> [Task goal]
Please restate the data word for word.

Top of Entries provided

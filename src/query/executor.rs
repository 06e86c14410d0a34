//! Catalog execution with a read-only guard.
//!
//! Runs catalog entries one after another against a single dataset client.
//! Each entry is isolated: a failing entry is recorded and the run moves on,
//! unless the caller asked to stop at the first failure.

use std::time::{Duration, Instant};

use tracing::{debug, info, warn};

use super::catalog::CatalogEntry;
use crate::db::{DatasetClient, QueryResult};
use crate::error::{Result, SoccerSqlError};
use crate::safety;

/// Runs catalog entries against a dataset.
pub struct QueryRunner<'a> {
    db: &'a dyn DatasetClient,
}

impl<'a> QueryRunner<'a> {
    /// Creates a new runner over an open dataset client.
    pub fn new(db: &'a dyn DatasetClient) -> Self {
        Self { db }
    }

    /// Runs a single entry.
    ///
    /// Statements the guard recognises as writes are refused before they
    /// reach the dataset.
    pub async fn run_entry(&self, entry: &CatalogEntry) -> Result<QueryOutcome> {
        match safety::inspect(entry.sql) {
            Ok(verdict) if !verdict.is_read_only() => {
                return Err(SoccerSqlError::query_entry(
                    entry.number,
                    entry.concept,
                    format!("refusing {verdict} against a read-only dataset"),
                ));
            }
            Ok(_) => {}
            // The connection is read-only regardless; let SQLite have the final say.
            Err(e) => debug!("{}: guard could not parse statement: {e}", entry.label()),
        }

        let start = Instant::now();
        let result = self
            .db
            .execute_query(entry.sql)
            .await
            .map_err(|e| SoccerSqlError::query_entry(entry.number, entry.concept, strip_category(&e)))?;
        let execution_time = start.elapsed();

        debug!(
            "{} returned {} rows in {:?}",
            entry.label(),
            result.row_count,
            execution_time
        );

        Ok(QueryOutcome {
            result,
            execution_time,
        })
    }

    /// Runs entries in the given order.
    ///
    /// With `fail_fast`, the first failing entry ends the run and the
    /// remaining entries are counted as skipped.
    pub async fn run<'e>(&self, entries: &[&'e CatalogEntry], fail_fast: bool) -> RunReport<'e> {
        let mut report = RunReport::default();

        for (position, entry) in entries.iter().copied().enumerate() {
            let outcome = self.run_entry(entry).await;
            let failed = outcome.is_err();

            if let Err(e) = &outcome {
                warn!("{e}");
            }
            report.entries.push(EntryReport { entry, outcome });

            if failed && fail_fast {
                report.skipped = entries.len() - position - 1;
                if report.skipped > 0 {
                    warn!("Stopping after first failure; {} entries skipped", report.skipped);
                }
                break;
            }
        }

        info!(
            "Run finished: {} succeeded, {} failed, {} skipped",
            report.succeeded(),
            report.failed(),
            report.skipped
        );
        report
    }
}

/// Keeps the underlying message when re-wrapping a query error.
fn strip_category(error: &SoccerSqlError) -> String {
    match error {
        SoccerSqlError::Query(msg) => msg.clone(),
        other => other.to_string(),
    }
}

/// Successful execution of one entry.
#[derive(Debug)]
pub struct QueryOutcome {
    /// The complete result set.
    pub result: QueryResult,
    /// Wall time including the guard and statement preparation.
    pub execution_time: Duration,
}

/// What happened to one entry during a run.
#[derive(Debug)]
pub struct EntryReport<'e> {
    pub entry: &'e CatalogEntry,
    pub outcome: Result<QueryOutcome>,
}

impl EntryReport<'_> {
    /// Returns true if the entry produced a result set.
    pub fn is_success(&self) -> bool {
        self.outcome.is_ok()
    }

    /// Returns the result set, if the entry succeeded.
    pub fn result(&self) -> Option<&QueryResult> {
        self.outcome.as_ref().ok().map(|o| &o.result)
    }
}

/// Outcome of a whole run, in execution order.
#[derive(Debug, Default)]
pub struct RunReport<'e> {
    pub entries: Vec<EntryReport<'e>>,
    /// Entries not run because of fail-fast.
    pub skipped: usize,
}

impl<'e> RunReport<'e> {
    /// Number of entries that produced a result set.
    pub fn succeeded(&self) -> usize {
        self.entries.iter().filter(|e| e.is_success()).count()
    }

    /// Number of entries that failed.
    pub fn failed(&self) -> usize {
        self.entries.len() - self.succeeded()
    }

    /// Returns true if every selected entry ran and succeeded.
    pub fn is_success(&self) -> bool {
        self.failed() == 0 && self.skipped == 0
    }

    /// Finds the report for a catalog number.
    pub fn entry(&self, number: u8) -> Option<&EntryReport<'e>> {
        self.entries.iter().find(|e| e.entry.number == number)
    }
}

Bottom of Entries provided

> [Written response]
filename src/query/executor.rs
repository 06e86c14410d0a34
//! Catalog execution with a read-only guard.
//!
//! Runs catalog entries one after another against a single dataset client.
//! Each entry is isolated: a failing entry is recorded and the run moves on,
//! unless the caller asked to stop at the first failure.

use std::time::{Duration, Instant};

use tracing::{debug, info, warn};

use super::catalog::CatalogEntry;
use crate::db::{DatasetClient, QueryResult};
use crate::error::{Result, SoccerSqlError};
use crate::safety;

/// Runs catalog entries against a dataset.
pub struct QueryRunner<'a> {
    db: &'a dyn DatasetClient,
}

impl<'a> QueryRunner<'a> {
    /// Creates a new runner over an open dataset client.
    pub fn new(db: &'a dyn DatasetClient) -> Self {
        Self { db }
    }

    /// Runs a single entry.
    ///
    /// Statements the guard recognises as writes are refused before they
    /// reach the dataset.
    pub async fn run_entry(&self, entry: &CatalogEntry) -> Result<QueryOutcome> {
        match safety::inspect(entry.sql) {
            Ok(verdict) if !verdict.is_read_only() => {
                return Err(SoccerSqlError::query_entry(
                    entry.number,
                    entry.concept,
                    format!("refusing {verdict} against a read-only dataset"),
                ));
            }
            Ok(_) => {}
            // The connection is read-only regardless; let SQLite have the final say.
            Err(e) => debug!("{}: guard could not parse statement: {e}", entry.label()),
        }

        let start = Instant::now();
        let result = self
            .db
            .execute_query(entry.sql)
            .await
            .map_err(|e| SoccerSqlError::query_entry(entry.number, entry.concept, strip_category(&e)))?;
        let execution_time = start.elapsed();

        debug!(
            "{} returned {} rows in {:?}",
            entry.label(),
            result.row_count,
            execution_time
        );

        Ok(QueryOutcome {
            result,
            execution_time,
        })
    }

    /// Runs entries in the given order.
    ///
    /// With `fail_fast`, the first failing entry ends the run and the
    /// remaining entries are counted as skipped.
    pub async fn run<'e>(&self, entries: &[&'e CatalogEntry], fail_fast: bool) -> RunReport<'e> {
        let mut report = RunReport::default();

        for (position, entry) in entries.iter().copied().enumerate() {
            let outcome = self.run_entry(entry).await;
            let failed = outcome.is_err();

            if let Err(e) = &outcome {
                warn!("{e}");
            }
            report.entries.push(EntryReport { entry, outcome });

            if failed && fail_fast {
                report.skipped = entries.len() - position - 1;
                if report.skipped > 0 {
                    warn!("Stopping after first failure; {} entries skipped", report.skipped);
                }
                break;
            }
        }

        info!(
            "Run finished: {} succeeded, {} failed, {} skipped",
            report.succeeded(),
            report.failed(),
            report.skipped
        );
        report
    }
}

/// Keeps the underlying message when re-wrapping a query error.
fn strip_category(error: &SoccerSqlError) -> String {
    match error {
        SoccerSqlError::Query(msg) => msg.clone(),
        other => other.to_string(),
    }
}

/// Successful execution of one entry.
#[derive(Debug)]
pub struct QueryOutcome {
    /// The complete result set.
    pub result: QueryResult,
    /// Wall time including the guard and statement preparation.
    pub execution_time: Duration,
}

/// What happened to one entry during a run.
#[derive(Debug)]
pub struct EntryReport<'e> {
    pub entry: &'e CatalogEntry,
    pub outcome: Result<QueryOutcome>,
}

impl EntryReport<'_> {
    /// Returns true if the entry produced a result set.
    pub fn is_success(&self) -> bool {
        self.outcome.is_ok()
    }

    /// Returns the result set, if the entry succeeded.
    pub fn result(&self) -> Option<&QueryResult> {
        self.outcome.as_ref().ok().map(|o| &o.result)
    }
}

/// Outcome of a whole run, in execution order.
#[derive(Debug, Default)]
pub struct RunReport<'e> {
    pub entries: Vec<EntryReport<'e>>,
    /// Entries not run because of fail-fast.
    pub skipped: usize,
}

impl<'e> RunReport<'e> {
    /// Number of entries that produced a result set.
    pub fn succeeded(&self) -> usize {
        self.entries.iter().filter(|e| e.is_success()).count()
    }

    /// Number of entries that failed.
    pub fn failed(&self) -> usize {
        self.entries.len() - self.succeeded()
    }

    /// Returns true if every selected entry ran and succeeded.
    pub fn is_success(&self) -> bool {
        self.failed() == 0 && self.skipped == 0
    }

    /// Finds the report for a catalog number.
    pub fn entry(&self, number: u8) -> Option<&EntryReport<'e>> {
        self.entries.iter().find(|e| e.entry.number == number)
    }
}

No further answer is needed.